Assembleia Legislativa vota, na semana que vem, projeto que acaba com licença-prêmio para novos servidores públicos

A Assembleia Legislativa deve votar na próxima terça-feira (08), o projeto do governo do Estado que extingue a licença-prêmio para novos servidores públicos e cria uma licença capacitação para os antigos. O substitutivo do projeto de lei, apresentado pelo vice-líder do governo, deputado Tiago Amaral, do PSB, prevê que o funcionário tire as folgas remuneradas se comprovar um curso de aperfeiçoamento na área de atuação.

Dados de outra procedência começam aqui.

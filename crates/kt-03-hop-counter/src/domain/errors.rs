//! # Hop Counter Errors

use shared_types::DhtError;
use thiserror::Error;

#[derive(Debug, Clone, Error, PartialEq, Eq)]
pub enum HopCounterError {
    /// The DHT refused to hand out its lookup event stream.
    #[error("Lookup event registration failed: {0}")]
    Registration(#[from] DhtError),
}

Quem tem licenças a receber deve manter o direito de ser indenizado. O objetivo do Governo é zerar um passivo de R$ 3 bilhões. O projeto é uma alternativa à proposta original do Poder Executivo, que era de extinguir o benefício para qualquer servidor e provocou uma forte reação do funcionalismo público. Mas mesmo com as alterações, o funcionalismo não aceita o substitutivo.

O novo texto prevê a licença capacitação para os servidores que ainda não completaram cinco anos de serviço, com exigência de cursos de carga horária de 140 horas e frequência mínima de 75%. Para os que já atingiram os cinco anos, continua valendo a licença-prêmio atual, com três meses de descanso remunerado, mas com possibilidade de ser fracionada, em no mínimo um mês. O projeto também permite que o servidor opte por receber o equivalente à licença em dinheiro.

A proposta prevê uma redução de dez para cinco anos no tempo estipulado para a licença dos policiais, mesmo prazo dos servidores civis. Em vez de uma licença de seis meses a cada dez anos, o policial também terá três meses a cada cinco anos. Segundo o substitutivo aprovado pela CCJ, ao completar cinco anos de serviço, o servidor terá um ano para requerer o benefício. Além disso, fica vedada a acumulação de períodos.